Tanto più che la cultura dominante, come già denunciavano Marx ed Engels, è sempre la cultura della classe dominante, dal momento che controlla tutti i principali mezzi di comunicazione e formazione del consenso. Nella società capitalista essi sono sotto il controllo generalmente del grande capitale finanziario che impiega come mano d’opera sovente esponenti del ceto medio e della piccola borghesia conservatori e piuttosto propensi al populismo di destra, fondamentalista e xenofobo.
In tal modo sebbene da anni non ci siano più dubbi a livello scientifico sul fatto che non esistono razze che dividano il genere umano, i grandi mezzi di comunicazione e gli strumenti di formazione del consenso diffondono ad arte nelle masse dosi crescenti di xenofobia. Quest’ultima, non esistendo le razze, è uno strumento ideologico disponibile a ogni forma di manipolazioni, volta a dividere i subalterni, a generare guerre fra poveri e a criminalizzare ed emarginare le classi dei non possidenti.
L’unico antidoto a disposizione per le forze progressiste è quella di contrastare ogni forma di divisione artificialmente creata dalle classi dominanti per indebolire e mantenere sotto il proprio potere i subalterni.

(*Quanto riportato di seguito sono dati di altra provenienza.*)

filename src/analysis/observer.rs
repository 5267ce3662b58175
//! Pipeline stage observability hook.

use tracing::debug;

/// Stage of the analysis pipeline, reported in execution order.
#[derive(Debug, Clone, Copy, PartialEq, Eq)]
pub enum PipelineStage {
    /// Request accepted.
    Received,
    /// Provider call issued.
    ProviderRequested,
    /// Provider skipped (flag off or empty text).
    SkippedProvider,
    /// Provider reply validated and mapped.
    Mapped,
    /// Fallback constant substituted.
    Fallback,
    /// Outcome appended to the request log.
    Logged,
    /// Response handed back to the caller.
    Responded,
}

impl PipelineStage {
    pub fn as_str(&self) -> &'static str {
        match self {
            PipelineStage::Received => "received",
            PipelineStage::ProviderRequested => "provider_requested",
            PipelineStage::SkippedProvider => "skipped_provider",
            PipelineStage::Mapped => "mapped",
            PipelineStage::Fallback => "fallback",
            PipelineStage::Logged => "logged",
            PipelineStage::Responded => "responded",
        }
    }
}

/// Hook invoked by the pipeline at every stage transition.
///
/// Implementations run inline on the request path and must not block.
pub trait PipelineObserver: Send + Sync {
    fn stage_changed(&self, stage: PipelineStage);
}

/// Default observer emitting one tracing event per transition.
pub struct TracingObserver;

impl PipelineObserver for TracingObserver {
    fn stage_changed(&self, stage: PipelineStage) {
        debug!(stage = stage.as_str(), "Analysis pipeline transition");
    }
}
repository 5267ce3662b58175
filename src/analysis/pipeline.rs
//! Request orchestration: provider call, mapping, fallback, logging.

use super::analyzer::TextAnalyzer;
use super::mapper::parameters_for_analysis;
use super::models::{AnalyzeRequest, AnimationParams};
use super::observer::{PipelineObserver, PipelineStage, TracingObserver};
use crate::request_log::{LogRecord, RequestLogStore, FALLBACK_RAW_MARKER};
use std::sync::Arc;
use thiserror::Error;
use tracing::{debug, warn};

/// The only error the HTTP caller ever sees; every provider or parse
/// problem degrades to the fallback response instead.
#[derive(Debug, Error)]
pub enum PipelineError {
    #[error("failed to record request outcome: {0}")]
    Logging(String),
}

/// Sequences one analysis request end to end.
///
/// States move `Received -> (ProviderRequested | SkippedProvider) ->
/// (Mapped | Fallback) -> Logged -> Responded`, with one observer event
/// per transition and exactly one log record per request.
pub struct AnalysisPipeline {
    analyzer: TextAnalyzer,
    request_log: Arc<dyn RequestLogStore>,
    observer: Arc<dyn PipelineObserver>,
}

impl AnalysisPipeline {
    pub fn new(analyzer: TextAnalyzer, request_log: Arc<dyn RequestLogStore>) -> Self {
        Self {
            analyzer,
            request_log,
            observer: Arc::new(TracingObserver),
        }
    }

    /// Replace the default tracing observer.
    pub fn with_observer(mut self, observer: Arc<dyn PipelineObserver>) -> Self {
        self.observer = observer;
        self
    }

    /// Run one request through provider, mapper and log.
    pub async fn run(&self, request: &AnalyzeRequest) -> Result<AnimationParams, PipelineError> {
        self.observer.stage_changed(PipelineStage::Received);
        debug!(
            text_len = request.text.len(),
            use_provider = request.use_gemini,
            "Analysis request received"
        );

        let mapped = if request.use_gemini && !request.text.trim().is_empty() {
            self.observer.stage_changed(PipelineStage::ProviderRequested);
            match self.analyzer.analyze(&request.text).await {
                Ok(analyzed) => Some((parameters_for_analysis(&analyzed.analysis), analyzed.raw)),
                Err(e) => {
                    warn!(error = %e, "Analysis attempt failed, using fallback");
                    None
                }
            }
        } else {
            self.observer.stage_changed(PipelineStage::SkippedProvider);
            None
        };

        let (response, raw_provider_text) = match mapped {
            Some((params, raw)) => {
                self.observer.stage_changed(PipelineStage::Mapped);
                (params, raw)
            }
            None => {
                self.observer.stage_changed(PipelineStage::Fallback);
                (
                    AnimationParams::fallback(),
                    FALLBACK_RAW_MARKER.to_string(),
                )
            }
        };

        let record = LogRecord::success(request, &response, Some(raw_provider_text));
        if let Err(e) = self.request_log.append(&record) {
            // Terminal side effect: an unrecorded request must not
            // report success.
            let message = format!("{:#}", e);
            let failure = LogRecord::failure(&request.text, &message);
            if let Err(e2) = self.request_log.append(&failure) {
                warn!(error = %format!("{:#}", e2), "Failed to write failure record");
            }
            return Err(PipelineError::Logging(message));
        }
        self.observer.stage_changed(PipelineStage::Logged);

        self.observer.stage_changed(PipelineStage::Responded);
        Ok(response)
    }
}
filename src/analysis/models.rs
//! Analysis request/response models

use serde::{Deserialize, Serialize};

/// Inbound analysis request body.
#[derive(Debug, Clone, Deserialize, Serialize)]
pub struct AnalyzeRequest {
    pub text: String,
    /// Whether to consult the generative provider. Defaults to true when
    /// absent from the request body.
    #[serde(default = "default_use_gemini")]
    pub use_gemini: bool,
}

fn default_use_gemini() -> bool {
    true
}

impl AnalyzeRequest {
    pub fn new(text: impl Into<String>) -> Self {
        Self {
            text: text.into(),
            use_gemini: true,
        }
    }

    pub fn without_provider(text: impl Into<String>) -> Self {
        Self {
            text: text.into(),
            use_gemini: false,
        }
    }
}

/// Validated result extracted from a provider completion.
///
/// `dominant_colors` is always non-empty and `energy_level` always within
/// 1..=10; replies violating either never produce a value of this type.
#[derive(Debug, Clone, PartialEq, Eq)]
pub struct TextAnalysis {
    pub dominant_colors: Vec<String>,
    pub energy_level: u8,
    pub svg_path: Option<String>,
}

#[derive(Debug, Clone, Copy, PartialEq, Eq, Serialize, Deserialize)]
#[serde(rename_all = "kebab-case")]
pub enum AnimationType {
    FastSpin,
    MediumSpin,
    SlowPulse,
}

impl AnimationType {
    pub fn as_str(&self) -> &'static str {
        match self {
            AnimationType::FastSpin => "fast-spin",
            AnimationType::MediumSpin => "medium-spin",
            AnimationType::SlowPulse => "slow-pulse",
        }
    }
}

#[derive(Debug, Clone, Copy, PartialEq, Eq, Serialize, Deserialize)]
#[serde(rename_all = "snake_case")]
pub enum GradientType {
    Conic,
    Radial,
}

impl GradientType {
    pub fn as_str(&self) -> &'static str {
        match self {
            GradientType::Conic => "conic",
            GradientType::Radial => "radial",
        }
    }
}

/// Mood label attached to a response.
///
/// `Neutral` is reserved for the fallback response; the energy mapping
/// never produces it.
#[derive(Debug, Clone, Copy, PartialEq, Eq, Serialize, Deserialize)]
#[serde(rename_all = "snake_case")]
pub enum Mood {
    Intense,
    Energetic,
    Calm,
    Peaceful,
    Neutral,
}

impl Mood {
    pub fn as_str(&self) -> &'static str {
        match self {
            Mood::Intense => "intense",
            Mood::Energetic => "energetic",
            Mood::Calm => "calm",
            Mood::Peaceful => "peaceful",
            Mood::Neutral => "neutral",
        }
    }
}

impl std::fmt::Display for Mood {
    fn fmt(&self, f: &mut std::fmt::Formatter<'_>) -> std::fmt::Result {
        f.write_str(self.as_str())
    }
}

/// Final response body for `/api/analyze`.
///
/// Optional fields serialize as explicit `null` so logged responses keep
/// a stable shape.
#[derive(Debug, Clone, PartialEq, Serialize, Deserialize)]
pub struct AnimationParams {
    pub colors: Vec<String>,
    pub animation_type: AnimationType,
    /// CSS duration, e.g. "3s".
    pub speed: String,
    pub gradient_type: GradientType,
    pub mood: Option<Mood>,
    pub energy_level: Option<u8>,
    pub svg_path: Option<String>,
}

impl AnimationParams {
    /// The fixed response substituted whenever the provider is skipped or
    /// fails. Distinguishable from any mapped response by its neutral mood.
    pub fn fallback() -> Self {
        Self {
            colors: vec![
                "#4A90E2".to_string(),
                "#6BB6FF".to_string(),
                "#A8E6CF".to_string(),
            ],
            animation_type: AnimationType::MediumSpin,
            speed: "8s".to_string(),
            gradient_type: GradientType::Radial,
            mood: Some(Mood::Neutral),
            energy_level: Some(5),
            svg_path: None,
        }
    }

    /// Render the palette as a CSS gradient string.
    pub fn css_gradient(&self) -> String {
        let color_string = self.colors.join(", ");
        match self.gradient_type {
            GradientType::Conic => format!("conic-gradient(from 0deg, {})", color_string),
            GradientType::Radial => format!("radial-gradient(circle at center, {})", color_string),
        }
    }
}
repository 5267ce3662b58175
mod requests_logging;

pub use requests_logging::{log_requests, RequestsLoggingLevel};
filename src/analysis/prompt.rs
//! Prompt construction for the text analysis request.

/// Build the analysis prompt for a piece of user text.
///
/// The text is embedded verbatim. The template pins down the reply shape
/// (a bare JSON object) and anchors the `svg_path` format with worked
/// examples, since the model otherwise drifts into prose or markdown.
pub fn analysis_prompt(text: &str) -> String {
    format!(
        r##"Analyze this text for a particle effect: "{text}"

Return JSON with these fields:
{{
    "dominant_colors": ["#color1", "#color2", "#color3"],
    "energy_level": 5,
    "svg_path": "M 50 10 L 90 50 L 50 90 L 10 50 Z"
}}

Rules:
- dominant_colors: 3-4 hex colors representing the text's visual essence
- energy_level: 1-10 (1=calm, 10=intense)
- svg_path: A simple SVG path string representing the shape/object in the text. Use coordinates 0-100. For "cube" make a square, for "circle" make a circle, for "wave" make a wavy line, etc. Keep it simple and accurate. If no clear shape, use null.

Examples:
- Square: "M 20 20 L 80 20 L 80 80 L 20 80 Z"
- Circle: "M 50 10 A 40 40 0 1 1 49 10 Z"
- Triangle: "M 50 10 L 90 80 L 10 80 Z"
- Wave: "M 10 50 Q 30 20 50 50 T 90 50"

Return only valid JSON, no markdown or extra text."##
    )
}
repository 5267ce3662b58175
//! Append-only NDJSON log of analysis requests.
//!
//! Every completed request leaves exactly one record here. The file is a
//! first-class store: the server reads it back for `GET /api/logs` and
//! truncates it for `DELETE /api/logs`, and the `cli-logs` binary tails it.

mod models;
mod store;

pub use models::{LogRecord, LoggedRequest, FALLBACK_RAW_MARKER};
pub use store::{FileRequestLog, RequestLogStore};
use clap::builder::styling::{AnsiColor, Color, Style};
use clap::builder::Styles;
use crossterm::style::Stylize;

// ═══════════════════════════════════════════════════════════════════════════════
// Clap Styles
// ═══════════════════════════════════════════════════════════════════════════════

pub fn get_styles() -> Styles {
    clap::builder::Styles::styled()
        .usage(
            Style::new()
                .bold()
                .underline()
                .fg_color(Some(Color::Ansi(AnsiColor::Cyan))),
        )
        .header(
            Style::new()
                .bold()
                .underline()
                .fg_color(Some(Color::Ansi(AnsiColor::Cyan))),
        )
        .literal(
            Style::new()
                .bold()
                .fg_color(Some(Color::Ansi(AnsiColor::Green))),
        )
        .invalid(
            Style::new()
                .bold()
                .fg_color(Some(Color::Ansi(AnsiColor::Red))),
        )
        .error(
            Style::new()
                .bold()
                .fg_color(Some(Color::Ansi(AnsiColor::Red))),
        )
        .valid(
            Style::new()
                .bold()
                .fg_color(Some(Color::Ansi(AnsiColor::Green))),
        )
        .placeholder(Style::new().fg_color(Some(Color::Ansi(AnsiColor::BrightBlack))))
}

// ═══════════════════════════════════════════════════════════════════════════════
// Color Palette
// ═══════════════════════════════════════════════════════════════════════════════

pub mod colors {
    use crossterm::style::Color;

    pub const CYAN: Color = Color::Rgb {
        r: 0,
        g: 255,
        b: 255,
    };
    pub const MAGENTA: Color = Color::Rgb {
        r: 255,
        g: 0,
        b: 255,
    };
    pub const PURPLE: Color = Color::Rgb {
        r: 180,
        g: 100,
        b: 255,
    };
    pub const PINK: Color = Color::Rgb {
        r: 255,
        g: 105,
        b: 180,
    };
    pub const GREEN: Color = Color::Rgb {
        r: 0,
        g: 255,
        b: 136,
    };
    pub const RED: Color = Color::Rgb {
        r: 255,
        g: 85,
        b: 85,
    };
    pub const DIM: Color = Color::Rgb {
        r: 128,
        g: 128,
        b: 128,
    };
    pub const WHITE: Color = Color::Rgb {
        r: 255,
        g: 255,
        b: 255,
    };
}

// ═══════════════════════════════════════════════════════════════════════════════
// Markers
// ═══════════════════════════════════════════════════════════════════════════════

pub mod marks {
    pub const ARROW_RIGHT: &str = "▶";
    pub const CHECK: &str = "✓";
    pub const CROSS_MARK: &str = "✗";
}

// ═══════════════════════════════════════════════════════════════════════════════
// Banner
// ═══════════════════════════════════════════════════════════════════════════════

pub fn print_banner() {
    let banner = r#"
    ███████╗██╗    ██╗██████╗ ██╗     ██████╗
    ██╔════╝██║    ██║██╔══██╗██║     ██╔══██╗
    ███████╗██║ █╗ ██║██████╔╝██║     ██████╔╝
    ╚════██║██║███╗██║██╔══██╗██║     ██╔══██╗
    ███████║╚███╔███╔╝██║  ██║███████╗██║  ██║
    ╚══════╝ ╚══╝╚══╝ ╚═╝  ╚═╝╚══════╝╚═╝  ╚═╝
"#;

    // Print with gradient effect
    let lines: Vec<&str> = banner.lines().collect();
    let gradient_colors = [
        colors::CYAN,
        colors::CYAN,
        colors::PURPLE,
        colors::PURPLE,
        colors::MAGENTA,
        colors::MAGENTA,
        colors::PINK,
        colors::PINK,
    ];

    for (i, line) in lines.iter().enumerate() {
        let color = gradient_colors.get(i).unwrap_or(&colors::CYAN);
        println!("{}", line.with(*color).bold());
    }

    let subtitle = "  ═══════════════════  REQUEST LOG MONITOR  ═══════════════════";
    println!("{}", subtitle.with(colors::DIM));
    println!();
}

// ═══════════════════════════════════════════════════════════════════════════════
// Status Indicators
// ═══════════════════════════════════════════════════════════════════════════════

pub fn print_error(message: &str) {
    println!(
        " {} {}",
        marks::CROSS_MARK.with(colors::RED).bold(),
        message.with(colors::RED)
    );
}

// ═══════════════════════════════════════════════════════════════════════════════
// Goodbye Message
// ═══════════════════════════════════════════════════════════════════════════════

pub fn print_goodbye() {
    println!();
    println!(
        "  {} {}",
        "👋".with(colors::CYAN),
        "Goodbye! Stopped watching the request log"
            .with(colors::PURPLE)
            .bold()
    );
    println!();
}
//! Energy-to-animation parameter mapping.

use super::models::{AnimationParams, AnimationType, GradientType, Mood, TextAnalysis};

/// Discrete motion parameters derived from an energy level.
#[derive(Debug, Clone, Copy, PartialEq, Eq)]
pub struct MotionParams {
    pub animation_type: AnimationType,
    pub speed: &'static str,
    pub gradient_type: GradientType,
    pub mood: Mood,
}

/// Map an energy level (1-10) to discrete motion parameters.
///
/// Pure and total over the valid range; the parser guarantees no other
/// value reaches this function.
pub fn map_energy_to_parameters(energy_level: u8) -> MotionParams {
    let (animation_type, speed) = if energy_level > 8 {
        (AnimationType::FastSpin, "3s")
    } else if energy_level > 6 {
        (AnimationType::MediumSpin, "6s")
    } else if energy_level > 3 {
        (AnimationType::SlowPulse, "10s")
    } else {
        (AnimationType::SlowPulse, "15s")
    };

    // The gradient cutoff is 7, deliberately offset from the animation
    // cutoffs: energy 8 spins at medium speed but already renders conic.
    let gradient_type = if energy_level > 7 {
        GradientType::Conic
    } else {
        GradientType::Radial
    };

    let mood = if energy_level > 8 {
        Mood::Intense
    } else if energy_level > 6 {
        Mood::Energetic
    } else if energy_level > 3 {
        Mood::Calm
    } else {
        Mood::Peaceful
    };

    MotionParams {
        animation_type,
        speed,
        gradient_type,
        mood,
    }
}

/// Assemble the full response for a validated analysis: motion parameters
/// from the energy level, colors and shape path carried over verbatim.
pub fn parameters_for_analysis(analysis: &TextAnalysis) -> AnimationParams {
    let motion = map_energy_to_parameters(analysis.energy_level);
    AnimationParams {
        colors: analysis.dominant_colors.clone(),
        animation_type: motion.animation_type,
        speed: motion.speed.to_string(),
        gradient_type: motion.gradient_type,
        mood: Some(motion.mood),
        energy_level: Some(analysis.energy_level),
        svg_path: analysis.svg_path.clone(),
    }
}
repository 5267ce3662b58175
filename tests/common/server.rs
//! Test server lifecycle management
//!
//! This module manages spawning and shutting down test HTTP servers.
//! Each test gets an isolated server with its own request log file and
//! a scripted stand-in for the generative provider.

use super::constants::*;
use async_trait::async_trait;
use std::path::PathBuf;
use std::sync::Arc;
use std::time::Duration;
use swrlr_server::analysis::{AnalysisPipeline, TextAnalyzer};
use swrlr_server::provider::{GenerationOptions, GenerativeProvider, ProviderError};
use swrlr_server::request_log::{FileRequestLog, LogRecord, RequestLogStore};
use swrlr_server::server::{make_app, RequestsLoggingLevel, ServerConfig};
use tempfile::TempDir;
use tokio::net::TcpListener;

/// What the scripted provider does for every request
pub enum ProviderScript {
    /// Always answer with this completion text
    Reply(&'static str),
    /// Always fail as if the upstream service were unreachable
    Failure,
}

/// Scripted provider for testing - no network involved
struct ScriptedProvider {
    script: ProviderScript,
}

#[async_trait]
impl GenerativeProvider for ScriptedProvider {
    fn name(&self) -> &str {
        "scripted"
    }

    fn model(&self) -> &str {
        "scripted-model"
    }

    async fn generate(
        &self,
        _prompt: &str,
        _options: &GenerationOptions,
    ) -> Result<String, ProviderError> {
        match &self.script {
            ProviderScript::Reply(text) => Ok(text.to_string()),
            ProviderScript::Failure => Err(ProviderError::Connection("scripted outage".to_string())),
        }
    }
}

/// Request log store that rejects every operation, for the error paths
struct FailingLog;

impl RequestLogStore for FailingLog {
    fn append(&self, _record: &LogRecord) -> anyhow::Result<()> {
        Err(anyhow::anyhow!("log file unavailable"))
    }

    fn recent(&self, _count: usize) -> anyhow::Result<Vec<LogRecord>> {
        Err(anyhow::anyhow!("log file unavailable"))
    }

    fn clear(&self) -> anyhow::Result<()> {
        Err(anyhow::anyhow!("log file unavailable"))
    }
}

/// Test server instance with an isolated request log
///
/// When dropped, the server gracefully shuts down and temp resources are cleaned up.
pub struct TestServer {
    /// Base URL for making requests (e.g., "http://127.0.0.1:12345")
    pub base_url: String,

    /// The port the server is listening on
    pub port: u16,

    /// Path of the NDJSON request log backing this server, for direct
    /// file inspection in tests
    pub log_path: PathBuf,

    // Private fields - keep resources alive until drop
    _temp_dir: Option<TempDir>,
    _shutdown_tx: Option<tokio::sync::oneshot::Sender<()>>,
}

impl TestServer {
    /// Spawns a server whose provider always answers with [`WAVE_REPLY`]
    ///
    /// This function:
    /// 1. Creates a temporary request log file
    /// 2. Wires a scripted provider into the analysis pipeline
    /// 3. Binds to a random port (127.0.0.1:0)
    /// 4. Spawns the server in a background task
    /// 5. Waits for the server to be ready
    ///
    /// # Panics
    ///
    /// Panics if:
    /// - Log file creation fails
    /// - Port binding fails
    /// - Server fails to start
    /// - Server doesn't become ready within timeout
    pub async fn spawn() -> Self {
        Self::spawn_with_script(ProviderScript::Reply(WAVE_REPLY)).await
    }

    /// Spawns a server with the given provider behavior
    pub async fn spawn_with_script(script: ProviderScript) -> Self {
        // Create temporary test resources
        let temp_dir = TempDir::new().expect("Failed to create temp dir");
        let log_path = temp_dir.path().join("api_requests.log");
        let request_log: Arc<dyn RequestLogStore> =
            Arc::new(FileRequestLog::new(&log_path).expect("Failed to open request log"));

        Self::spawn_inner(script, request_log, log_path, Some(temp_dir)).await
    }

    /// Spawns a server whose request log rejects every operation
    ///
    /// Use this for testing the 500 responses of the analyze and logs
    /// endpoints.
    pub async fn spawn_with_failing_log() -> Self {
        Self::spawn_inner(
            ProviderScript::Reply(WAVE_REPLY),
            Arc::new(FailingLog),
            PathBuf::new(),
            None,
        )
        .await
    }

    async fn spawn_inner(
        script: ProviderScript,
        request_log: Arc<dyn RequestLogStore>,
        log_path: PathBuf,
        temp_dir: Option<TempDir>,
    ) -> Self {
        let analyzer = TextAnalyzer::new(Arc::new(ScriptedProvider { script }));
        let pipeline = Arc::new(AnalysisPipeline::new(analyzer, request_log.clone()));

        // Bind to random port
        let listener = TcpListener::bind("127.0.0.1:0")
            .await
            .expect("Failed to bind to random port");

        let port = listener
            .local_addr()
            .expect("Failed to get local address")
            .port();

        let base_url = format!("http://127.0.0.1:{}", port);

        // Create shutdown channel
        let (shutdown_tx, shutdown_rx) = tokio::sync::oneshot::channel::<()>();

        // Build the app
        let config = ServerConfig {
            port,
            requests_logging_level: RequestsLoggingLevel::None,
            ..Default::default()
        };

        let app = make_app(config, pipeline, request_log).expect("Failed to build app");

        // Spawn server in background task with graceful shutdown
        tokio::spawn(async move {
            axum::serve(listener, app)
                .with_graceful_shutdown(async {
                    shutdown_rx.await.ok();
                })
                .await
                .expect("Server failed");
        });

        // Wait for server to be ready
        let server = Self {
            base_url,
            port,
            log_path,
            _temp_dir: temp_dir,
            _shutdown_tx: Some(shutdown_tx),
        };

        server.wait_for_ready().await;

        server
    }

    /// Waits for the server to become ready by polling the home endpoint
    async fn wait_for_ready(&self) {
        let client = reqwest::Client::builder()
            .timeout(Duration::from_millis(100))
            .build()
            .expect("Failed to build reqwest client");

        let start = std::time::Instant::now();
        let timeout = Duration::from_millis(SERVER_READY_TIMEOUT_MS);

        loop {
            if start.elapsed() > timeout {
                panic!(
                    "Server did not become ready within {}ms",
                    SERVER_READY_TIMEOUT_MS
                );
            }

            match client.get(format!("{}/", self.base_url)).send().await {
                Ok(response) if response.status().is_success() => {
                    // Server is ready
                    return;
                }
                _ => {
                    // Server not ready yet, wait and retry
                    tokio::time::sleep(Duration::from_millis(SERVER_READY_POLL_INTERVAL_MS)).await;
                }
            }
        }
    }
}

impl Drop for TestServer {
    fn drop(&mut self) {
        // Send shutdown signal
        if let Some(tx) = self._shutdown_tx.take() {
            let _ = tx.send(());
        }
        // TempDir will be cleaned up automatically
    }
}
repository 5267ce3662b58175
use anyhow::{Context, Result};
use clap::Parser;
use crossterm::style::Stylize;
use std::fs::File;
use std::io::{Read, Seek, SeekFrom};
use std::path::{Path, PathBuf};
use std::sync::atomic::{AtomicBool, Ordering};
use std::sync::Arc;
use std::time::Duration;

mod analysis;
mod cli_style;
mod config;
mod provider;
mod request_log;
mod server;

use cli_style::{colors, get_styles, marks, print_banner, print_error, print_goodbye};

use config::DEFAULT_LOG_FILE;
use request_log::LogRecord;

#[derive(Parser, Debug)]
#[command(styles=get_styles())]
struct CliArgs {
    /// Path to the request log file to watch.
    #[clap(long, default_value = DEFAULT_LOG_FILE)]
    pub file: PathBuf,

    /// Number of recent entries to print on startup.
    #[clap(short, long, default_value_t = 5)]
    pub count: usize,

    /// Print the recent entries and exit instead of watching.
    #[clap(long)]
    pub once: bool,
}

fn short_timestamp(iso: &str) -> String {
    match chrono::DateTime::parse_from_rfc3339(iso) {
        Ok(dt) => dt.format("%H:%M:%S").to_string(),
        Err(_) => iso.to_string(),
    }
}

fn truncate_chars(s: &str, max_chars: usize) -> String {
    if s.chars().count() <= max_chars {
        s.to_string()
    } else {
        let head: String = s.chars().take(max_chars).collect();
        format!("{}...", head)
    }
}

fn format_entry(record: &LogRecord) -> String {
    let timestamp = short_timestamp(&record.timestamp);
    let text = truncate_chars(&record.request.text, 40);

    if record.success {
        let color_count = record
            .response
            .as_ref()
            .map(|r| r.colors.len())
            .unwrap_or(0);
        let mood = record
            .response
            .as_ref()
            .and_then(|r| r.mood)
            .map(|m| m.to_string())
            .unwrap_or_else(|| "unknown".to_string());
        format!(
            "[{}] {} '{}' -> {} colors ({})",
            timestamp.with(colors::DIM),
            marks::CHECK.with(colors::GREEN).bold(),
            text.with(colors::WHITE),
            color_count,
            mood.with(colors::PURPLE)
        )
    } else {
        let error = record.error.as_deref().unwrap_or("Unknown error");
        format!(
            "[{}] {} '{}' -> ERROR: {}",
            timestamp.with(colors::DIM),
            marks::CROSS_MARK.with(colors::RED).bold(),
            text.with(colors::WHITE),
            error.with(colors::RED)
        )
    }
}

fn print_recent(path: &Path, count: usize) -> Result<()> {
    let content = std::fs::read_to_string(path)
        .with_context(|| format!("Failed to read {}", path.display()))?;
    let lines: Vec<&str> = content.lines().filter(|l| !l.trim().is_empty()).collect();
    let start = lines.len().saturating_sub(count);

    println!("{}", "Recent entries:".with(colors::CYAN).bold());
    if lines[start..].is_empty() {
        println!("   {}", "(none yet)".with(colors::DIM));
    }
    for line in &lines[start..] {
        if let Ok(record) = serde_json::from_str::<LogRecord>(line) {
            println!("   {}", format_entry(&record));
        }
    }
    println!();
    Ok(())
}

fn watch(path: &Path) -> Result<()> {
    println!(
        "{}",
        "Watching for new entries, press Ctrl+C to stop...".with(colors::DIM)
    );
    println!();

    let running = Arc::new(AtomicBool::new(true));
    let handler_flag = running.clone();
    ctrlc::set_handler(move || {
        handler_flag.store(false, Ordering::SeqCst);
    })
    .context("Failed to install Ctrl+C handler")?;

    let mut last_size = std::fs::metadata(path)
        .with_context(|| format!("Failed to stat {}", path.display()))?
        .len();

    while running.load(Ordering::SeqCst) {
        std::thread::sleep(Duration::from_secs(1));

        let current_size = match std::fs::metadata(path) {
            Ok(meta) => meta.len(),
            Err(_) => continue,
        };

        if current_size < last_size {
            // The log was cleared, start over from the new end
            last_size = current_size;
            continue;
        }
        if current_size == last_size {
            continue;
        }

        let mut file = File::open(path)?;
        file.seek(SeekFrom::Start(last_size))?;
        let mut new_content = String::new();
        file.read_to_string(&mut new_content)?;
        last_size = current_size;

        for line in new_content.lines() {
            if line.trim().is_empty() {
                continue;
            }
            if let Ok(record) = serde_json::from_str::<LogRecord>(line) {
                println!(
                    " {} {}",
                    marks::ARROW_RIGHT.with(colors::CYAN),
                    format_entry(&record)
                );
            }
        }
    }

    print_goodbye();
    Ok(())
}

fn main() -> Result<()> {
    let args = CliArgs::parse();

    print_banner();

    if !args.file.exists() {
        print_error(&format!("Log file not found: {}", args.file.display()));
        std::process::exit(1);
    }

    print_recent(&args.file, args.count)?;

    if args.once {
        return Ok(());
    }

    watch(&args.file)
}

Ogni forma di costruzione di identità fittizie, funzionali in realtà a dividere i lavoratori, come quelle fondate sulla meritocrazia, sulle differenze generazionali, la razza, la religione, il genere, la condizione più o meno precaria del lavoro, la nazione e il continente va non solo rifiutata, ma combattuta. Soltanto costruendo forme di unità più ampie di quelle costruite, su base transnazionale, dalle classi dominanti sarà possibile il riscatto dei subalterni.